Since its establishment in 1964 by the Belgian Capuchin, Fr. Ligori Janssens (° Wortel, 17.1.1914 - + Antwerpen, 15.1.1987), the hospital has worked extensively to detect and treat TB patients in the region. It is a 215-bed frontline and referral hospital, providing medical and surgical services. There is a specialized TB unit with 100 beds.

In 1991, the Government of Pakistan approved the hospital as a charitable institution. The hospital also receives free medicines for TB treatment under the National TB Control Programme. This enables it to provide free treatment to TB patients.

Ilyas Gill was the manager of the tuberculosis program at Bethania Hospital in 2011.

Every year 350,000 people in Pakistan develop TB. Treatment defaulting is one of the major causes of the failure of TB control programs. A study was carried out in Bethania Hospital from May - July 2006. In the Hospital defaulting rates are as high as 72% for the standard 12 months course. The study revealed the urgent need for a health education campaign to convince the general population that tuberculosis is curable.

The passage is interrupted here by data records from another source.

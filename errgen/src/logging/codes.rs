//! Stable codes attached to every failure and success the generator reports
//!
//! Codes are grouped by the stage that raises them so log output and CLI
//! diagnostics can be grepped independently of message wording.

/// Universal code wrapper for both error and success codes
#[derive(Debug, Clone, Copy, PartialEq, Eq, Hash)]
pub struct Code(&'static str);

impl Code {
    pub const fn new(code: &'static str) -> Self {
        Self(code)
    }

    pub fn as_str(&self) -> &'static str {
        self.0
    }
}

impl std::fmt::Display for Code {
    fn fmt(&self, f: &mut std::fmt::Formatter<'_>) -> std::fmt::Result {
        write!(f, "{}", self.0)
    }
}

// ============================================================================
// CODE CONSTANTS
// ============================================================================

/// Rendering and orchestration error codes
pub mod generation {
    use super::Code;

    pub const EMPTY_REGISTRY: Code = Code::new("G001");
    pub const INVALID_DOMAIN: Code = Code::new("G002");
    pub const INVALID_KEY: Code = Code::new("G003");
    pub const EMPTY_OUTPUT_PATH: Code = Code::new("G004");
    pub const EMPTY_MARKDOWN_DIR: Code = Code::new("G005");
    pub const IO_FAILURE: Code = Code::new("G006");
}

/// Registry loading error codes
pub mod registry {
    use super::Code;

    pub const IO_ERROR: Code = Code::new("R001");
    pub const UNSUPPORTED_FORMAT: Code = Code::new("R002");
    pub const PARSE_ERROR: Code = Code::new("R003");
    pub const DUPLICATE_KEY: Code = Code::new("R004");
    pub const NO_INPUTS: Code = Code::new("R005");
}

/// Success codes
pub mod success {
    use super::Code;

    pub const REGISTRY_LOADED: Code = Code::new("S001");
    pub const SOURCE_WRITTEN: Code = Code::new("S002");
    pub const MARKDOWN_WRITTEN: Code = Code::new("S003");
    pub const GENERATION_COMPLETED: Code = Code::new("S004");
}

/// Human-readable description for a code string
pub fn get_description(code: &str) -> &'static str {
    match code {
        "G001" => "No error definitions were provided to a renderer",
        "G002" => "Domain name is empty or contains whitespace, '.', '/' or '\\'",
        "G003" => "Registry key is not a valid Rust identifier",
        "G004" => "Source output file path is empty",
        "G005" => "Markdown output directory is empty",
        "G006" => "Directory creation or file write failed",
        "R001" => "Registry input could not be read",
        "R002" => "Registry input has an unsupported file extension",
        "R003" => "Registry input could not be parsed",
        "R004" => "The same registry key is defined in more than one input",
        "R005" => "No registry inputs were supplied",
        "S001" => "Registry loaded",
        "S002" => "Source file written",
        "S003" => "Markdown document written",
        "S004" => "Generation completed",
        _ => "Unknown error",
    }
}
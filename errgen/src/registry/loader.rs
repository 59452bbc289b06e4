//! Registry loader: TOML and JSON files, or directories of them

use super::error::LoadError;
use crate::definition::Registry;
use crate::logging::codes;
use crate::{log_debug, log_success};
use std::collections::HashMap;
use std::fs;
use std::path::{Path, PathBuf};

/// Registry file formats, chosen by extension
#[derive(Debug, Clone, Copy, PartialEq, Eq)]
pub enum RegistryFormat {
    Toml,
    Json,
}

impl RegistryFormat {
    pub fn from_path(path: &Path) -> Option<Self> {
        match path.extension().and_then(|ext| ext.to_str()) {
            Some("toml") => Some(Self::Toml),
            Some("json") => Some(Self::Json),
            _ => None,
        }
    }
}

/// Parse registry text in the given format. `origin` only labels errors.
pub fn parse_registry(
    content: &str,
    format: RegistryFormat,
    origin: &Path,
) -> Result<Registry, LoadError> {
    match format {
        RegistryFormat::Toml => toml::from_str(content).map_err(|e| LoadError::Toml {
            path: origin.to_path_buf(),
            message: e.to_string(),
        }),
        RegistryFormat::Json => serde_json::from_str(content).map_err(|e| LoadError::Json {
            path: origin.to_path_buf(),
            message: e.to_string(),
        }),
    }
}

/// Load one registry file
pub fn load_registry_file(path: &Path) -> Result<Registry, LoadError> {
    let format = RegistryFormat::from_path(path).ok_or_else(|| LoadError::UnsupportedFormat {
        path: path.to_path_buf(),
    })?;

    let content = fs::read_to_string(path).map_err(|source| LoadError::Io {
        path: path.to_path_buf(),
        source,
    })?;

    let registry = parse_registry(&content, format, path)?;
    log_debug!("Parsed registry file",
        "file" => path.display(),
        "definitions" => registry.len());
    Ok(registry)
}

/// Registry files directly inside `dir`, sorted by path
fn discover_registry_files(dir: &Path) -> Result<Vec<PathBuf>, LoadError> {
    let io_error = |source: std::io::Error| LoadError::Io {
        path: dir.to_path_buf(),
        source,
    };

    let mut files = Vec::new();
    for entry in fs::read_dir(dir).map_err(io_error)? {
        let path = entry.map_err(io_error)?.path();
        if path.is_file() && RegistryFormat::from_path(&path).is_some() {
            files.push(path);
        }
    }
    files.sort();
    Ok(files)
}

/// Load and merge registries from files and directories.
///
/// A key defined by two different sources is an error.
pub fn load_registry<P: AsRef<Path>>(inputs: &[P]) -> Result<Registry, LoadError> {
    if inputs.is_empty() {
        return Err(LoadError::NoInputs);
    }

    let mut files = Vec::new();
    for input in inputs {
        let input = input.as_ref();
        if input.is_dir() {
            files.extend(discover_registry_files(input)?);
        } else {
            files.push(input.to_path_buf());
        }
    }

    let mut registry = Registry::new();
    let mut sources: HashMap<String, PathBuf> = HashMap::new();

    for file in &files {
        for (key, definition) in load_registry_file(file)? {
            if let Some(first) = sources.get(&key) {
                return Err(LoadError::DuplicateKey {
                    key,
                    first: first.clone(),
                    second: file.clone(),
                });
            }
            sources.insert(key.clone(), file.clone());
            registry.insert(key, definition);
        }
    }

    log_success!(codes::success::REGISTRY_LOADED, "Registry loaded",
        "files" => files.len(),
        "definitions" => registry.len());
    Ok(registry)
}
//! Escaping for text embedded in generated Rust string literals and Markdown
//!
//! None of these functions reformat whitespace; every character that is not
//! special to the target context passes through unchanged.

/// Escape text for embedding inside a double-quoted Rust string literal.
///
/// Backslash is handled in the same pass as the other characters, so an
/// inserted escape backslash is never escaped a second time.
pub fn escape_for_code_literal(text: &str) -> String {
    let mut escaped = String::with_capacity(text.len());
    for ch in text.chars() {
        match ch {
            '\\' => escaped.push_str("\\\\"),
            '"' => escaped.push_str("\\\""),
            '\n' => escaped.push_str("\\n"),
            // A bare CR is rejected inside Rust string literals.
            '\r' => escaped.push_str("\\r"),
            other => escaped.push(other),
        }
    }
    escaped
}

/// Escape the pipe character, which would otherwise end a table cell
pub fn escape_for_markdown_table_cell(text: &str) -> String {
    text.replace('|', "\\|")
}

/// Escape backticks, which would otherwise open or close an inline code span
pub fn escape_for_markdown_block(text: &str) -> String {
    text.replace('`', "\\`")
}
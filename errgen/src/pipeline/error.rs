use crate::codegen::RenderError;
use crate::logging::{codes, Code};
use std::path::PathBuf;

/// Orchestration errors.
///
/// Failures are wrapped in `SourceStage` or `DomainStage` so the message says
/// which artifact could not be produced.
#[derive(Debug, thiserror::Error)]
pub enum GenerateError {
    #[error("output file path cannot be empty")]
    EmptyOutputPath,

    #[error("markdown output directory cannot be empty")]
    EmptyMarkdownDir,

    #[error(transparent)]
    Render(#[from] RenderError),

    #[error("I/O error at {}: {source}", path.display())]
    Io {
        path: PathBuf,
        #[source]
        source: std::io::Error,
    },

    #[error("failed to write source content: {0}")]
    SourceStage(#[source] Box<GenerateError>),

    #[error("failed to write markdown for domain '{domain}': {source}")]
    DomainStage {
        domain: String,
        #[source]
        source: Box<GenerateError>,
    },
}

impl GenerateError {
    pub fn source_stage(error: impl Into<GenerateError>) -> Self {
        Self::SourceStage(Box::new(error.into()))
    }

    pub fn domain_stage(domain: &str, error: impl Into<GenerateError>) -> Self {
        Self::DomainStage {
            domain: domain.to_string(),
            source: Box::new(error.into()),
        }
    }

    pub fn io(path: impl Into<PathBuf>, source: std::io::Error) -> Self {
        Self::Io {
            path: path.into(),
            source,
        }
    }

    /// Innermost error with the stage wrappers removed
    pub fn root(&self) -> &GenerateError {
        match self {
            Self::SourceStage(inner) => inner.root(),
            Self::DomainStage { source, .. } => source.root(),
            other => other,
        }
    }

    /// Domain whose Markdown failed, if the failure is domain-specific
    pub fn domain(&self) -> Option<&str> {
        match self {
            Self::DomainStage { domain, .. } => Some(domain.as_str()),
            _ => None,
        }
    }

    /// Get the appropriate error code for this error type
    pub fn error_code(&self) -> Code {
        match self.root() {
            Self::EmptyOutputPath => codes::generation::EMPTY_OUTPUT_PATH,
            Self::EmptyMarkdownDir => codes::generation::EMPTY_MARKDOWN_DIR,
            Self::Render(render) => render.error_code(),
            Self::Io { .. } => codes::generation::IO_FAILURE,
            // root() never returns a stage wrapper
            Self::SourceStage(_) | Self::DomainStage { .. } => codes::generation::IO_FAILURE,
        }
    }
}
use crate::logging::{codes, Code};

/// Errors raised while rendering generated content
#[derive(Debug, Clone, PartialEq, Eq, thiserror::Error)]
pub enum RenderError {
    #[error("no error definitions provided")]
    EmptyRegistry,

    #[error("invalid domain name '{domain}': must be non-empty and contain no whitespace, '.', '/' or '\\'")]
    InvalidDomain { domain: String },

    #[error("invalid error key '{key}': not a valid Rust identifier")]
    InvalidKey { key: String },
}

impl RenderError {
    /// Get the appropriate error code for this error type
    pub fn error_code(&self) -> Code {
        match self {
            RenderError::EmptyRegistry => codes::generation::EMPTY_REGISTRY,
            RenderError::InvalidDomain { .. } => codes::generation::INVALID_DOMAIN,
            RenderError::InvalidKey { .. } => codes::generation::INVALID_KEY,
        }
    }
}
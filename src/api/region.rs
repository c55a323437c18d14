use axum::{
    extract::{Path, State},
    response::Json,
};
use serde::{Deserialize, Serialize};
use shade_engine::{Growth, Point};
use std::sync::Arc;
use utoipa::ToSchema;

use super::images::find_image;
use crate::error::ApiError;
use crate::models::Selection;
use crate::services::{InMemoryImageStore, MatchService};

/// Request body for one-click region selection
#[derive(Debug, Deserialize, ToSchema)]
pub struct RegionRequest {
    pub x: u32,
    pub y: u32,
    /// Overrides the configured ΔE2000 tolerance for this request
    #[serde(default)]
    pub tolerance: Option<f64>,
}

/// Result of region growing
#[derive(Debug, Serialize, ToSchema)]
pub struct RegionResponse {
    /// Bounding rectangle; 0x0 at the seed when nothing was selected
    pub rect: Selection,
    pub found: bool,
    /// One of `region`, `runaway`, `too_small`, `out_of_bounds`
    pub outcome: String,
}

impl From<Growth> for RegionResponse {
    fn from(growth: Growth) -> Self {
        Self {
            rect: growth.rect().into(),
            found: growth.is_region(),
            outcome: growth.kind().to_string(),
        }
    }
}

/// Grow a selection from a clicked pixel
///
/// A response with `found: false` means the click should not create a
/// selection: it landed on background, on noise, or outside the image.
#[utoipa::path(
    post,
    path = "/api/images/{id}/region",
    request_body = RegionRequest,
    responses(
        (status = 200, description = "Region result", body = RegionResponse),
        (status = 400, description = "Invalid tolerance"),
        (status = 404, description = "Unknown image id"),
    ),
    params(
        ("id" = String, Path, description = "Image id returned by the upload"),
    ),
    tag = "Matching"
)]
pub async fn handle_region(
    State(store): State<Arc<InMemoryImageStore>>,
    State(service): State<Arc<MatchService>>,
    Path(id): Path<String>,
    Json(request): Json<RegionRequest>,
) -> Result<Json<RegionResponse>, ApiError> {
    let image = find_image(&store, &id).await?;
    let seed = Point::new(request.x, request.y);

    let growth = service
        .grow_region(image.pixels, seed, request.tolerance)
        .await?;
    Ok(Json(RegionResponse::from(growth)))
}
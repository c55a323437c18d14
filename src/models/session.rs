use serde::{Deserialize, Serialize};
use shade_engine::Rect;
use utoipa::ToSchema;

/// A rectangle in image pixel coordinates.
///
/// Width and height may be negative, as left behind when an edge is dragged
/// past the opposite one; they are normalized before sampling.
#[derive(Debug, Clone, Copy, PartialEq, Eq, Default, Serialize, Deserialize, ToSchema)]
pub struct Selection {
    pub x: i64,
    pub y: i64,
    pub width: i64,
    pub height: i64,
}

impl Selection {
    pub fn to_rect(&self) -> Rect {
        Rect::from_signed(self.x, self.y, self.width, self.height)
    }
}

impl From<Rect> for Selection {
    fn from(rect: Rect) -> Self {
        Self {
            x: rect.x as i64,
            y: rect.y as i64,
            width: rect.width as i64,
            height: rect.height as i64,
        }
    }
}

/// The rectangles drawn over one image
#[derive(Debug, Clone, PartialEq, Default, Serialize, Deserialize, ToSchema)]
pub struct Session {
    /// Regions on the tooth being matched; sampled together as one target
    #[serde(default)]
    pub teeth: Vec<Selection>,
    /// One region per shade-guide tab; each is a separate candidate
    #[serde(default)]
    pub shades: Vec<Selection>,
}

impl Session {
    /// Parse a session from YAML or JSON
    pub fn parse(content: &str) -> Result<Self, serde_yaml::Error> {
        serde_yaml::from_str(content)
    }

    /// Normalized target rectangles
    pub fn target(&self) -> Vec<Rect> {
        self.teeth.iter().map(Selection::to_rect).collect()
    }

    /// Normalized candidate groups, one per shade
    pub fn candidates(&self) -> Vec<Vec<Rect>> {
        self.shades.iter().map(|s| vec![s.to_rect()]).collect()
    }
}
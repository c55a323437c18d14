use axum::{
    body::Bytes,
    extract::{Path, State},
    http::StatusCode,
    response::{IntoResponse, Json},
};
use chrono::{DateTime, Utc};
use serde::Serialize;
use std::sync::Arc;
use utoipa::ToSchema;

use crate::error::ApiError;
use crate::services::{image_id, ImageStore, InMemoryImageStore, MatchService, StoredImage};

/// Response from an image upload
#[derive(Debug, Serialize, ToSchema)]
pub struct UploadResponse {
    /// SHA-256 of the uploaded bytes; the image's address in later calls
    pub id: String,
    pub width: u32,
    pub height: u32,
}

/// Metadata of a stored image
#[derive(Debug, Serialize, ToSchema)]
pub struct ImageInfo {
    pub id: String,
    pub width: u32,
    pub height: u32,
    pub uploaded_at: DateTime<Utc>,
}

impl From<&StoredImage> for ImageInfo {
    fn from(image: &StoredImage) -> Self {
        Self {
            id: image.id.clone(),
            width: image.width(),
            height: image.height(),
            uploaded_at: image.uploaded_at,
        }
    }
}

/// Upload a photograph
///
/// The body is raw PNG bytes. Identical uploads share one id.
#[utoipa::path(
    post,
    path = "/api/images",
    request_body(content = Vec<u8>, content_type = "image/png"),
    responses(
        (status = 201, description = "Image stored", body = UploadResponse),
        (status = 400, description = "Body is not a decodable PNG"),
        (status = 413, description = "Body or image dimensions over the configured limits"),
    ),
    tag = "Images"
)]
pub async fn handle_upload(
    State(store): State<Arc<InMemoryImageStore>>,
    State(service): State<Arc<MatchService>>,
    body: Bytes,
) -> Result<impl IntoResponse, ApiError> {
    let id = image_id(&body);
    let size_bytes = body.len();

    let pixels = service.decode(body).await.map_err(|e| {
        tracing::warn!(error = %e, size_bytes, "Rejected upload");
        e
    })?;
    let stored = store.insert(StoredImage::new(id, pixels)).await?;

    tracing::info!(
        id = %stored.id,
        width = stored.width(),
        height = stored.height(),
        size_bytes,
        "Image uploaded"
    );

    Ok((
        StatusCode::CREATED,
        Json(UploadResponse {
            id: stored.id.clone(),
            width: stored.width(),
            height: stored.height(),
        }),
    ))
}

/// Get image metadata
#[utoipa::path(
    get,
    path = "/api/images/{id}",
    responses(
        (status = 200, description = "Image metadata", body = ImageInfo),
        (status = 404, description = "Unknown image id"),
    ),
    params(
        ("id" = String, Path, description = "Image id returned by the upload"),
    ),
    tag = "Images"
)]
pub async fn handle_get_image(
    State(store): State<Arc<InMemoryImageStore>>,
    Path(id): Path<String>,
) -> Result<Json<ImageInfo>, ApiError> {
    let image = find_image(&store, &id).await?;
    Ok(Json(ImageInfo::from(&image)))
}

/// Look up an image or fail with 404
pub(crate) async fn find_image(
    store: &InMemoryImageStore,
    id: &str,
) -> Result<StoredImage, ApiError> {
    store.get(id).await?.ok_or_else(|| {
        tracing::debug!(id = %id, "Image not found");
        ApiError::NotFound
    })
}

TB is a major cause of ill health in Pakistan. Research carried out in Bethania Hospital in 1996-97 was able to contribute to better understanding the problem of low treatment adherence among patients.

A randomised trial of the impact of counselling on treatment adherence of tuberculosis patients in Sialkot was carried out at the hospital in 1999. It included more than 1,000 adult patients of the hospital.

==School of Nursing==
By 2017 the hospital was also running a School of Nursing.

==School of Health Sciences UMT Sialkot==
Knowledge Unit of School of Health Sciences Sialkot, University of Management & Technology got affiliation with Bethania Hospital through an MoU in 2021 for clinical training of all health sciences programs including Doctor of Physiotherapy (5 years), BS Nutrition, BS Medical Imaging, Ultrasonography.